Ces deux mouvements sortent laminés du premier tour des élections législatives. Ils se sont avérés incapables de concrétiser les espoirs électoraux entrevus avec les performances de leurs leaders respectifs au premier tour de la présidentielle. C’est là la première question qui doit interroger au regard du résultat de ce dimanche 11 juin. Car certes, le niveau record atteint par l’abstention au premier tour de ces législatives ne peut qu’affoler. Dans une démocratie parlementaire, il vaut toujours mieux que nos représentants élus jouissent d’une vraie légitimité issue des urnes, plutôt que de voir les conflits empirer de façon incontrôlée dans la rue, loin des hémicycles censés les exprimer, les réguler et les résoudre.

Avec cette abstention inédite pour des législatives, certains croient bon remettre aussitôt en cause la légitimité du triomphe annoncé de La République en marche pour le 18 juin. Ce sont les mêmes qui ont prophétisé tout au loin de la campagne présidentielle que la bulle Macron n’allait pas tarder à exploser... Ou qui font de l’élection du candidat d’En Marche à l’Elysée le 7 mai la seule conséquence d’un vote contraint et forcé pour faire barrage à l’extrême droite. Ceux qui raisonnent ainsi font fausse route. Ils risquent de se condamner à de longues années d’opposition faute de saisir l’ampleur du séisme politique en cours.

Plutôt que de persister à contester la légitimité du vainqueur, ou de l’attribuer peu ou prou aux prétendues « manipulations » d’un « système » médiatique énamouré, les partis d’opposition feraient mieux de s’interroger sur leurs propres faiblesses, sur ces lourdes carences qui les ont empêchés de mobiliser leurs électeurs et les conduisent au bord de la disparition pour le PS voire LR, ou de l’explosion pour le FN.

Car ce ne sont ni les débuts d’Emmanuel Macron au pouvoir, ni les premiers pas du gouvernement d’Edouard Philippe qui sont à l’origine de l’affolante désaffection civique enregistrée ce dimanche.
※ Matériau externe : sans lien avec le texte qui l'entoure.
fn run_generate(
    settings: &Settings,
    prompts: &PromptRegistry,
    args: GenerateArgs,
    sink: &dyn LogSink,
) -> Result<(), CliError> {
    let topic = match args.topic {
        Some(topic) => topic,
        None => ask("Book topic")?,
    };
    let audience = match args.audience {
        Some(audience) => audience,
        None => ask("Target audience")?,
    };
    let book_type = match args.book_type {
        Some(book_type) => book_type,
        None => ask("Book type (e.g. technical, business, educational, practical guide)")?,
    };
    let request = BookRequest::from_book_type(&topic, &audience, &book_type)?;
    let language = args.language.unwrap_or(settings.default_language);

    settings.ensure_directories()?;
    let model = OpenAiCompatibleModel::from_settings(settings)?;
    let research = settings
        .serper_api_key()
        .map(|key| SerperSearch::new(key, settings.llm_timeout))
        .transpose()?;
    sink.log(LogRecord::new(
        LogLevel::Debug,
        format!(
            "Model {} at {} (research {})",
            model.model_name(),
            model.base_url(),
            if research.is_some() { "on" } else { "off" }
        ),
    ));

    let mut options = FlowOptions::from_settings(settings);
    options.export_pdf |= args.pdf;
    options.export_epub |= args.epub;

    let mut flow = BookFlow::new(prompts, sink, BookSaver::from_settings(settings, sink), options);
    if let Some(research) = research.as_ref() {
        flow = flow.with_research(research);
    }

    let state = runtime()?.block_on(flow.run(&model, &request, language))?;
    if let Some(path) = &state.output_path {
        println!("Ebook written to {}", path.display());
    }
    Ok(())
}

fn run_outline(
    settings: &Settings,
    prompts: &PromptRegistry,
    args: OutlineArgs,
    sink: &dyn LogSink,
) -> Result<(), CliError> {
    let request = BookRequest::new(&args.topic, &args.goal, &args.audience)?;
    let language = args.language.unwrap_or(settings.default_language);
    let model = OpenAiCompatibleModel::from_settings(settings)?;
    let research = settings
        .serper_api_key()
        .map(|key| SerperSearch::new(key, settings.llm_timeout))
        .transpose()?;

    let mut service = OutlineService::new(prompts, sink)
        .with_chapter_bounds(settings.min_chapters, settings.max_chapters)
        .with_max_tokens(settings.max_tokens);
    if let Some(research) = research.as_ref() {
        service = service.with_research(research);
    }

    let chapters = runtime()?.block_on(service.generate(&model, &request, language))?;
    let json = serde_json::to_string_pretty(&serde_json::json!({ "chapters": chapters }))?;
    write_json(&json, args.out.as_deref())
}

fn run_export(args: ExportArgs, sink: &dyn LogSink) -> Result<(), CliError> {
    if args.pdf.is_none() && args.epub.is_none() && args.html.is_none() {
        return Err(CliError::NothingToExport);
    }
    let text = fs::read_to_string(&args.input).map_err(|source| CliError::Io {
        path: args.input.clone(),
        source,
    })?;
    let (title, chapters) = parse_book_markdown(&text);
    let state = BookState::from_chapters(title, chapters, args.language);
    let exporter = BookExporter::new(&state)?;

    if let Some(path) = &args.pdf {
        exporter.export_pdf(path)?;
        report(sink, "PDF", path);
    }
    if let Some(path) = &args.epub {
        exporter.export_epub(path)?;
        report(sink, "EPUB", path);
    }
    if let Some(path) = &args.html {
        exporter.export_html(path)?;
        report(sink, "HTML", path);
    }
    Ok(())
}

/// Converts a hand-written Markdown outline into the JSON `outline` prints.
fn run_import_outline(args: ImportOutlineArgs) -> Result<(), CliError> {
    let text = fs::read_to_string(&args.input).map_err(|source| CliError::Io {
        path: args.input.clone(),
        source,
    })?;
    let json = serde_json::to_string_pretty(&parse_markdown_outline(&text))?;
    write_json(&json, args.out.as_deref())
}

fn write_json(json: &str, out: Option<&Path>) -> Result<(), CliError> {
    match out {
        Some(path) => {
            fs::write(path, format!("{json}\n")).map_err(|source| CliError::Io {
                path: path.to_path_buf(),
                source,
            })?;
            println!("Outline saved to {}", path.display());
        }
        None => println!("{json}"),
    }
    Ok(())
}

fn report(sink: &dyn LogSink, format: &str, path: &Path) {
    sink.log(LogRecord::info(format!("{format} written to {}", path.display())));
}
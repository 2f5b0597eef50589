use chrono::{DateTime, Local};
use clap::Parser;
use ebook_core::parser::UNTITLED;
use ebook_core::{
    html_document, parse_book_markdown, render_markdown_pdf, ExportError, OutputLanguage,
};
use std::fs;
use std::io::{self, BufRead, Write};
use std::path::{Path, PathBuf};
use std::time::SystemTime;
use thiserror::Error;

const NAME_WIDTH: usize = 40;

fn main() {
    if let Err(err) = run(Cli::parse()) {
        eprintln!("Error: {err}");
        std::process::exit(1);
    }
}

#[derive(Parser)]
#[command(name = "md2pdf", version, about = "Convert a Markdown file to PDF")]
struct Cli {
    /// Markdown file to convert; without it a file is picked from DIR
    #[arg(short, long, value_name = "INPUT")]
    input: Option<PathBuf>,

    /// PDF to write; defaults to the input with a `.pdf` extension
    #[arg(short, long, value_name = "OUTPUT")]
    output: Option<PathBuf>,

    /// Directory searched for Markdown files
    #[arg(short, long, value_name = "DIR", default_value = "output")]
    directory: PathBuf,

    /// Also write a styled HTML preview next to the PDF
    #[arg(long)]
    html: bool,
}

#[derive(Debug, Error)]
enum Md2PdfError {
    #[error("directory `{0}` not found")]
    MissingDirectory(PathBuf),
    #[error("no Markdown files in `{0}`")]
    NoFiles(PathBuf),
    #[error("failed to read `{path}`: {source}")]
    Io { path: PathBuf, source: io::Error },
    #[error("failed to read from stdin: {0}")]
    Stdin(#[source] io::Error),
    #[error(transparent)]
    Export(#[from] ExportError),
}

struct MarkdownFile {
    path: PathBuf,
    modified: SystemTime,
    size: u64,
}

fn run(cli: Cli) -> Result<(), Md2PdfError> {
    let input = match cli.input {
        Some(input) => input,
        None => {
            let files = list_markdown_files(&cli.directory)?;
            print_listing(&files);
            match choose(&files, &mut io::stdin().lock())? {
                Some(path) => path,
                None => {
                    println!("Cancelled.");
                    return Ok(());
                }
            }
        }
    };
    let output = cli.output.unwrap_or_else(|| input.with_extension("pdf"));
    convert(&input, &output, cli.html)?;
    println!("PDF written to {}", output.display());
    Ok(())
}

fn convert(input: &Path, output: &Path, html: bool) -> Result<(), Md2PdfError> {
    let markdown = fs::read_to_string(input).map_err(|source| Md2PdfError::Io {
        path: input.to_path_buf(),
        source,
    })?;
    let title = document_title(input, &markdown);
    render_markdown_pdf(&title, &markdown, output)?;

    if html {
        let preview = output.with_extension("html");
        let page = html_document(&title, OutputLanguage::default(), &markdown);
        fs::write(&preview, page).map_err(|source| Md2PdfError::Io {
            path: preview.clone(),
            source,
        })?;
        println!("HTML preview written to {}", preview.display());
    }
    Ok(())
}

/// The first H1, or the file stem when there is none.
fn document_title(path: &Path, markdown: &str) -> String {
    let (title, _) = parse_book_markdown(markdown);
    if title != UNTITLED {
        return title;
    }
    path.file_stem()
        .map(|stem| stem.to_string_lossy().into_owned())
        .unwrap_or(title)
}

/// `*.md` files in `dir`, newest first.
fn list_markdown_files(dir: &Path) -> Result<Vec<MarkdownFile>, Md2PdfError> {
    if !dir.is_dir() {
        return Err(Md2PdfError::MissingDirectory(dir.to_path_buf()));
    }
    let entries = fs::read_dir(dir).map_err(|source| Md2PdfError::Io {
        path: dir.to_path_buf(),
        source,
    })?;

    let mut files = Vec::new();
    for entry in entries {
        let entry = entry.map_err(|source| Md2PdfError::Io {
            path: dir.to_path_buf(),
            source,
        })?;
        let path = entry.path();
        if path.extension().and_then(|ext| ext.to_str()) != Some("md") {
            continue;
        }
        let metadata = entry.metadata().map_err(|source| Md2PdfError::Io {
            path: path.clone(),
            source,
        })?;
        if !metadata.is_file() {
            continue;
        }
        files.push(MarkdownFile {
            modified: metadata.modified().unwrap_or(SystemTime::UNIX_EPOCH),
            size: metadata.len(),
            path,
        });
    }
    if files.is_empty() {
        return Err(Md2PdfError::NoFiles(dir.to_path_buf()));
    }
    files.sort_by(|a, b| b.modified.cmp(&a.modified));
    Ok(files)
}

fn display_name(path: &Path) -> String {
    let name = path
        .file_name()
        .map(|name| name.to_string_lossy().into_owned())
        .unwrap_or_default();
    if name.chars().count() > NAME_WIDTH {
        let head: String = name.chars().take(NAME_WIDTH - 3).collect();
        format!("{head}...")
    } else {
        name
    }
}

fn print_listing(files: &[MarkdownFile]) {
    println!("\nMarkdown files (newest first):");
    println!("\n{:<4} {:<40} {:<20} {:<10}", "No.", "File name", "Modified", "Size");
    println!("{}", "-".repeat(74));
    for (index, file) in files.iter().enumerate() {
        let modified: DateTime<Local> = file.modified.into();
        println!(
            "{:<4} {:<40} {:<20} {:.1}KB",
            index + 1,
            display_name(&file.path),
            modified.format("%d/%m/%Y %H:%M").to_string(),
            file.size as f64 / 1024.0
        );
    }
}

/// Reads a 1-based index or `q`. Invalid answers are asked again; end of
/// input counts as `q`.
fn choose(files: &[MarkdownFile], input: &mut impl BufRead) -> Result<Option<PathBuf>, Md2PdfError> {
    loop {
        print!("\nNumber of the file to convert (or 'q' to quit): ");
        io::stdout().flush().map_err(Md2PdfError::Stdin)?;

        let mut line = String::new();
        if input.read_line(&mut line).map_err(Md2PdfError::Stdin)? == 0 {
            return Ok(None);
        }
        let answer = line.trim();
        if answer.eq_ignore_ascii_case("q") {
            return Ok(None);
        }
        match answer.parse::<usize>() {
            Ok(choice) if (1..=files.len()).contains(&choice) => {
                return Ok(Some(files[choice - 1].path.clone()));
            }
            Ok(_) => println!("Invalid number, try again."),
            Err(_) => println!("Invalid input, enter a number or 'q' to quit."),
        }
    }
}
C’est l’incapacité de la France insoumise, du Front national, de LR et du PS à donner corps et crédit à une opposition crédible. Les électeurs macronistes se sont déplacés, eux. Ce sont les autres qui ont déserté. Cette défection est une nouvelle illustration de la disparition de ce vieux monde politique à bout de souffle qui a fait le lit du macronisme.

C’est faute de combattants solides que le chamboule-tout réussi par le nouveau président de la République est, au sens propre du terme, prodigieux. Ce basculement d’un monde politique à l’autre renvoie inévitablement au changement de régime de 1958. Au bout de quarante ans d’une crise ininterrompue, les Français, comme le pays, étaient mûrs pour opérer un tel chambardement. Ils voulaient tout changer vraiment, mais pas tout casser. Du neuf certes, mais pas d’affrontements. Le K-O pour les visages d’hier, mais pas de chaos pour demain.

Un grand souffle d’air frais, mais pas de vociférations.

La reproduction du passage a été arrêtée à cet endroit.